A NaNoWriMo Education

Galand Nuchols is a retired school teacher.  While teaching, she found that writing short stories that incorporated the names of students helped to improve their interest and motivated them to work harder.  At the same time, she found she really liked to write. Once she retired, she dove into writing full time and has turned out a number of books that are not only aimed at young teens, but can actually be a great help to them, particularly boys.  This year, she took on another challenge.  And today, she tells us about it.

For the least two years I’ve heard about the challenges and difficulties of the NANOWRIMO (National Novel Writing Month) contest. There were a few pros and a lot of cons coming from former participants. So why did it keep tap, tap, tapping at my brain? Why would I even consider giving up an entire month, especially the month of November with all the Thanksgiving and Christmas preparations: decorating, parties, family gatherings, travel, etc. to write 50,000 words in thirty days? For some unexplained reason I chose to do just that, and I learned a lot from the experience.

Plan ahead is at the top of the to-do list. I knew going in that I had to type an average of 1667 words every day. I realized I would not have the luxury of doing research as the story progressed from scene to scene. I spent hours talking to councilors, nurses, and on the internet collecting information on depression, appendicitis symptoms, the Big Thicket, suicide attitudes, guilt and anything else that I might possibly need, then recording it in a handy file.

Some of my characters were from a previous novel, but I had several new characters and prepared a physical description of each as well as their mental state. That left me time to create a couple of new characters I had not anticipated needing.

There would be several different sites in the novel. I toured the site where my characters would be living and traveling, took pictures of homes, barns, roads, and foliage in the area. A hospital would be needed. Descriptions of the entrance and waiting area of the local hospital were recorded for quick recovery. The highway the characters would be traveling on when they got lost was marked on a map so the proper towns could be named and included. Words counted and I would need all the names and descriptions of people and places I could work in.

A general outline of events that would happen in each chapter was worked out. None of my previous novels had over 25,000 words. I knew I would have to try something different and took a leaf from my favorite author’s writing style. Elizabeth Moon often moves from one character’s point of view to another’s point of view by starting a new chapter. This allows the author to let the reader see more details of the story, and it uses up more words. I decided ahead of time whose point of view and what event would be used in each chapter. This one feature helped me with the ‘head hopping’ errors I made in previous novels, errors my friends noted in their editing of my work.
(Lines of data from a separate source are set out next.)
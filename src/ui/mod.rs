// src/ui/mod.rs
use eframe::egui;

use crate::input::command::DismissNotificationCommand;
use crate::input::CommandQueue;
use crate::state::{NotificationLevel, UiState};

pub mod home;
pub mod analytics;
pub mod appendix;
pub mod report;

pub const HEADER_COLOR: egui::Color32 = egui::Color32::from_rgb(0x2E, 0x86, 0xAB);
pub const TAB_HEADER_COLOR: egui::Color32 = egui::Color32::from_rgb(0xA2, 0x3B, 0x72);
const INFO_FILL: egui::Color32 = egui::Color32::from_rgb(0xDB, 0xEA, 0xFE);
const SUCCESS_FILL: egui::Color32 = egui::Color32::from_rgb(0xD4, 0xED, 0xDA);
const WARNING_FILL: egui::Color32 = egui::Color32::from_rgb(0xFF, 0xF3, 0xCD);
const ERROR_FILL: egui::Color32 = egui::Color32::from_rgb(0xF8, 0xD7, 0xDA);

pub fn main_header(ui: &mut egui::Ui, text: &str) {
    ui.vertical_centered(|ui| {
        ui.label(egui::RichText::new(text).size(32.0).strong().color(HEADER_COLOR));
    });
}

pub fn tab_header(ui: &mut egui::Ui, text: &str) {
    ui.label(egui::RichText::new(text).size(24.0).strong().color(TAB_HEADER_COLOR));
    ui.add_space(8.0);
}

pub fn bullet_list(ui: &mut egui::Ui, items: &[&str]) {
    for item in items {
        ui.label(format!("• {}", item));
    }
}

pub fn info_box(ui: &mut egui::Ui, text: impl Into<egui::RichText>) {
    message_box(ui, INFO_FILL, text);
}

pub fn success_box(ui: &mut egui::Ui, text: impl Into<egui::RichText>) {
    message_box(ui, SUCCESS_FILL, text);
}

pub fn warning_box(ui: &mut egui::Ui, text: impl Into<egui::RichText>) {
    message_box(ui, WARNING_FILL, text);
}

fn message_box(ui: &mut egui::Ui, fill: egui::Color32, text: impl Into<egui::RichText>) {
    egui::Frame::none()
        .fill(fill)
        .rounding(5.0)
        .inner_margin(8.0)
        .show(ui, |ui| {
            ui.set_width(ui.available_width());
            ui.colored_label(egui::Color32::from_gray(30), text);
        });
    ui.add_space(4.0);
}

/// The strip under the header showing the latest message. Errors also get
/// their own window from the app, so they are not repeated here.
pub fn show_notification(ui: &mut egui::Ui, state: &UiState, commands: &mut CommandQueue) {
    let Some(notification) = state.notification() else {
        return;
    };
    let fill = match notification.level {
        NotificationLevel::Success => SUCCESS_FILL,
        NotificationLevel::Info => INFO_FILL,
        NotificationLevel::Warning => WARNING_FILL,
        NotificationLevel::Error => return,
    };

    egui::Frame::none()
        .fill(fill)
        .rounding(5.0)
        .inner_margin(8.0)
        .show(ui, |ui| {
            ui.set_width(ui.available_width());
            ui.horizontal(|ui| {
                ui.colored_label(
                    egui::Color32::from_gray(30),
                    format!("{} {}", notification.icon(), notification.message),
                );
                ui.with_layout(egui::Layout::right_to_left(egui::Align::Center), |ui| {
                    if ui.small_button("✖").clicked() {
                        commands.push(DismissNotificationCommand);
                    }
                });
            });
        });
}

pub fn show_error_window(ctx: &egui::Context, state: &UiState, commands: &mut CommandQueue) {
    let Some(notification) = state.notification() else {
        return;
    };
    if notification.level != NotificationLevel::Error {
        return;
    }

    egui::Window::new("Error")
        .collapsible(false)
        .resizable(false)
        .anchor(egui::Align2::CENTER_CENTER, [0.0, 0.0])
        .show(ctx, |ui| {
            ui.label(format!("{} {}", notification.icon(), notification.message));
            if ui.button("OK").clicked() {
                commands.push(DismissNotificationCommand);
            }
        });
}
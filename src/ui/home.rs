// src/ui/home.rs
use eframe::egui;

use crate::config::content::{self, Metric};
use crate::input::command::NavigateToAnalyticsCommand;
use crate::input::CommandQueue;
use super::{bullet_list, info_box, tab_header, warning_box};

pub fn show_home_view(ui: &mut egui::Ui, commands: &mut CommandQueue) {
    tab_header(ui, "🏠 Executive Summary");

    // Key Metrics Row
    ui.columns(content::HOME_METRICS.len(), |columns| {
        for (column, metric) in columns.iter_mut().zip(content::HOME_METRICS.iter()) {
            metric_card(column, metric);
        }
    });

    ui.add_space(8.0);
    ui.separator();

    let available = ui.available_width();
    ui.horizontal_top(|ui| {
        ui.vertical(|ui| {
            ui.set_width(available * 0.62);

            ui.heading("📈 Key Findings");
            ui.strong("Top Performance Highlights:");
            bullet_list(ui, &content::KEY_FINDINGS);

            ui.add_space(12.0);
            ui.heading("🎯 Strategic Recommendations");
            for (i, (title, detail)) in content::RECOMMENDATIONS.iter().enumerate() {
                ui.horizontal(|ui| {
                    ui.label(format!("{}.", i + 1));
                    ui.strong(*title);
                    ui.label(*detail);
                });
            }
        });

        ui.vertical(|ui| {
            ui.heading("📊 Quick Stats");
            for (label, value) in content::QUICK_STATS {
                info_box(ui, format!("{}: {}", label, value));
            }
            warning_box(ui, content::QUICK_STATS_WARNING);
        });
    });

    // Navigation to Analytics
    ui.add_space(8.0);
    ui.separator();
    ui.heading("🔍 Dive Deeper");
    ui.vertical_centered(|ui| {
        if ui.button("📊 View Detailed Analytics").clicked() {
            commands.push(NavigateToAnalyticsCommand);
        }
    });
}

fn metric_card(ui: &mut egui::Ui, metric: &Metric) {
    ui.group(|ui| {
        ui.set_width(ui.available_width());
        ui.vertical(|ui| {
            ui.weak(metric.label);
            ui.label(egui::RichText::new(metric.value).size(26.0).strong());
            ui.colored_label(egui::Color32::from_rgb(0x21, 0x8C, 0x4F), format!("↑ {}", metric.delta));
        });
    });
}
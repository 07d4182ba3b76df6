// src/config/dashboard.rs
use serde::{Serialize, Deserialize};
use crate::report::DEFAULT_REPORT_FILE_NAME;

#[derive(Debug, Clone, Serialize, Deserialize, PartialEq)]
#[serde(default)]
pub struct DashboardConfig {
    pub window_title: String,
    pub window_size: [f32; 2],
    pub report_file_name: String,
    pub csv_preview_rows: usize,
    pub image_preview_width: f32,
}

impl Default for DashboardConfig {
    fn default() -> Self {
        Self {
            window_title: "AAL Sales Dashboard".to_string(),
            window_size: [1280.0, 860.0],
            report_file_name: DEFAULT_REPORT_FILE_NAME.to_string(),
            csv_preview_rows: 5,
            image_preview_width: 300.0,
        }
    }
}
// src/file/mod.rs
use anyhow::Result;
use std::path::{Path, PathBuf};
use tracing::{info, warn};

use crate::config::DashboardConfig;

pub mod config;
pub mod upload;
pub mod download;

pub const CONFIG_ENV_VAR: &str = "AAL_DASHBOARD_CONFIG";

// Core trait for file operations
pub trait FileHandler<T> {
    fn load(&self, path: &Path) -> Result<T>;
    fn save(&self, data: &T, path: &Path) -> Result<()>;
}

/// Resolves the settings file: the env override first, then the per-user
/// config directory.
pub fn config_path() -> Option<PathBuf> {
    if let Some(path) = std::env::var_os(CONFIG_ENV_VAR) {
        return Some(PathBuf::from(path));
    }
    dirs::config_dir().map(|dir| dir.join("aal-dashboard").join("dashboard.ron"))
}

/// Loads settings, falling back to defaults when the file is missing or
/// unreadable. A broken settings file never prevents startup.
pub fn load_config() -> DashboardConfig {
    match config_path() {
        Some(path) => load_config_from(&path),
        None => {
            info!("no config directory available, using default settings");
            DashboardConfig::default()
        }
    }
}

/// Reads settings from `path` without ever writing to it.
pub fn load_config_from(path: &Path) -> DashboardConfig {
    if !path.exists() {
        info!(path = %path.display(), "no settings file, using defaults");
        return DashboardConfig::default();
    }

    let handler = config::ConfigFileHandler::new();
    match handler.load(path) {
        Ok(config) => {
            info!(path = %path.display(), "loaded dashboard settings");
            config
        }
        Err(e) => {
            warn!(path = %path.display(), "ignoring dashboard settings: {:#}", e);
            DashboardConfig::default()
        }
    }
}
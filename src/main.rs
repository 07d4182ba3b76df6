// src/main.rs
use eframe::egui;
use anyhow::Result;
use tracing_subscriber::EnvFilter;

mod app;
mod config;
mod error;
mod file;
mod input;
mod report;
mod state;
mod ui;

use app::DashboardApp;

/// Log filter from `var` (normally RUST_LOG), or `info` when it is unset
/// or unparsable.
fn log_filter(var: &str) -> EnvFilter {
    EnvFilter::try_from_env(var).unwrap_or_else(|_| EnvFilter::new("info"))
}

fn main() -> Result<()> {
    tracing_subscriber::fmt()
        .with_env_filter(log_filter(EnvFilter::DEFAULT_ENV))
        .init();

    let config = file::load_config();
    let title = config.window_title.clone();

    let options = eframe::NativeOptions {
        viewport: egui::ViewportBuilder::default()
            .with_inner_size(config.window_size)
            .with_title(title.clone()),
        ..Default::default()
    };

    eframe::run_native(
        &title,
        options,
        Box::new(move |cc| Box::new(DashboardApp::new(cc, &config))),
    ).map_err(|e| anyhow::anyhow!("Failed to run application: {}", e))
}

#[cfg(test)]
mod tests {
    use super::*;

    #[test]
    fn test_log_filter_defaults_to_info_and_honours_env() {
        let var = "AAL_DASHBOARD_TEST_LOG";
        std::env::remove_var(var);
        assert_eq!(log_filter(var).to_string(), "info");

        for level in ["warn", "debug", "error"] {
            std::env::set_var(var, level);
            assert_eq!(log_filter(var).to_string(), level);
        }
        std::env::remove_var(var);
    }
}
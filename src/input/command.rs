// src/input/command.rs
use crate::error::DashboardError;
use crate::file::upload::UploadedFile;
use crate::report::ReportGenerator;
use crate::state::{ReportSection, Tab, UiState};

/// One user gesture. The views queue commands while drawing and the app
/// executes them in order once the frame is done.
pub trait Command {
    fn execute(self: Box<Self>, state: &mut UiState, generator: &dyn ReportGenerator) -> Result<(), DashboardError>;
}

pub struct SelectTabCommand(pub Tab);
impl Command for SelectTabCommand {
    fn execute(self: Box<Self>, state: &mut UiState, _generator: &dyn ReportGenerator) -> Result<(), DashboardError> {
        state.select_tab(self.0);
        Ok(())
    }
}

pub struct NextTabCommand;
impl Command for NextTabCommand {
    fn execute(self: Box<Self>, state: &mut UiState, _generator: &dyn ReportGenerator) -> Result<(), DashboardError> {
        state.next_tab();
        Ok(())
    }
}

pub struct PrevTabCommand;
impl Command for PrevTabCommand {
    fn execute(self: Box<Self>, state: &mut UiState, _generator: &dyn ReportGenerator) -> Result<(), DashboardError> {
        state.previous_tab();
        Ok(())
    }
}

pub struct NavigateHomeCommand;
impl Command for NavigateHomeCommand {
    fn execute(self: Box<Self>, state: &mut UiState, _generator: &dyn ReportGenerator) -> Result<(), DashboardError> {
        state.navigate_home();
        Ok(())
    }
}

pub struct NavigateToAnalyticsCommand;
impl Command for NavigateToAnalyticsCommand {
    fn execute(self: Box<Self>, state: &mut UiState, _generator: &dyn ReportGenerator) -> Result<(), DashboardError> {
        state.navigate_to_analytics();
        Ok(())
    }
}

pub struct OpenReportCommand;
impl Command for OpenReportCommand {
    fn execute(self: Box<Self>, state: &mut UiState, _generator: &dyn ReportGenerator) -> Result<(), DashboardError> {
        state.open_report_modal();
        Ok(())
    }
}

pub struct ToggleOptionCommand(pub ReportSection, pub bool);
impl Command for ToggleOptionCommand {
    fn execute(self: Box<Self>, state: &mut UiState, _generator: &dyn ReportGenerator) -> Result<(), DashboardError> {
        state.toggle_option(self.0, self.1);
        Ok(())
    }
}

pub struct SubmitReportCommand;
impl Command for SubmitReportCommand {
    fn execute(self: Box<Self>, state: &mut UiState, generator: &dyn ReportGenerator) -> Result<(), DashboardError> {
        state.submit_report(generator).map(|_| ())
    }
}

pub struct CloseReportCommand;
impl Command for CloseReportCommand {
    fn execute(self: Box<Self>, state: &mut UiState, _generator: &dyn ReportGenerator) -> Result<(), DashboardError> {
        state.close_report_modal();
        Ok(())
    }
}

pub struct SaveCommentsCommand(pub String);
impl Command for SaveCommentsCommand {
    fn execute(self: Box<Self>, state: &mut UiState, _generator: &dyn ReportGenerator) -> Result<(), DashboardError> {
        state.save_comments(&self.0)
    }
}

pub struct AddUploadsCommand(pub Vec<UploadedFile>);
impl Command for AddUploadsCommand {
    fn execute(self: Box<Self>, state: &mut UiState, _generator: &dyn ReportGenerator) -> Result<(), DashboardError> {
        state.add_uploads(self.0);
        Ok(())
    }
}

pub struct RemoveUploadCommand(pub usize);
impl Command for RemoveUploadCommand {
    fn execute(self: Box<Self>, state: &mut UiState, _generator: &dyn ReportGenerator) -> Result<(), DashboardError> {
        state.remove_upload(self.0).map(|_| ())
    }
}

pub struct DismissNotificationCommand;
impl Command for DismissNotificationCommand {
    fn execute(self: Box<Self>, state: &mut UiState, _generator: &dyn ReportGenerator) -> Result<(), DashboardError> {
        state.dismiss_notification();
        Ok(())
    }
}

pub struct NotifyInfoCommand(pub String);
impl Command for NotifyInfoCommand {
    fn execute(self: Box<Self>, state: &mut UiState, _generator: &dyn ReportGenerator) -> Result<(), DashboardError> {
        state.notify_info(self.0);
        Ok(())
    }
}

/// Carries a failure from outside the state (file dialogs, intake) into the
/// notification area.
pub struct ReportErrorCommand(pub DashboardError);
impl Command for ReportErrorCommand {
    fn execute(self: Box<Self>, state: &mut UiState, _generator: &dyn ReportGenerator) -> Result<(), DashboardError> {
        state.report_error(&self.0);
        Ok(())
    }
}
All this was done before November 1. As it turned out, I still ran out of story before I used up 30,000 words let alone the required 50,000 needed to complete the contest. I had to carry the story of the suicide character on for another twenty thousand words or more. These extra events took time to develop, time I would not have had without the research and recording of information for the first chapters.

When we are faced with a deadline, we often give ourselves a kick in the pants and push on. I found this to be the case when I was tired or undecided on the next paragraph and tempted to stop at 500 words and go to bed or clean house or address Christmas cards. Then the thought of having to type over 2834 words the next day spurred me on to type something, even knowing it would have to be reworded. The idea was to get the story written and polish it later. It didn’t matter that I’d used the word ‘frowned’ fifteen times in the chapter. I pressed on with the idea of using a thesaurus during the cleanup phase after the close of the contest.

When last of those 50,000 words were typed, the story roughed in, and the submit button pushed, the satisfaction of knowing ‘I did it’ was great. The job was done, maybe not well done but done just the same. And best of all, I learned several things in the writing process.

JIM:   Thanks, Galand,for enlightening us, and encouraging us.  We can all use it.  Readers, click here to find more about Galand and her work.

3 thoughts on “A NaNoWriMo Education

  1. I’ve not participated in NANOWriMo, but I did set up a strict writing schedule for a book I was writing. I discovered what you did: thinking I could make up the words i didn’t write today by writing more the next day was just the kick in the pants I needed to keep me at the keyboard until I completed my day’s quota of words. Yes, 1500 words a say is possible, but stopping short of that so that I had to write over 2000 the next day could have led to being weeks behind if I let it go beyond a day or two. Good for you taking on this challenge.

  2. Participating in the NANOWriMo is a tremendous learning experience. I’ve only done it once but reaped the rewards of acquiring new skills in the process. These skills have engaged my writing ever since. And you get such a boost of accomplishment when you achieve such a challenging goal.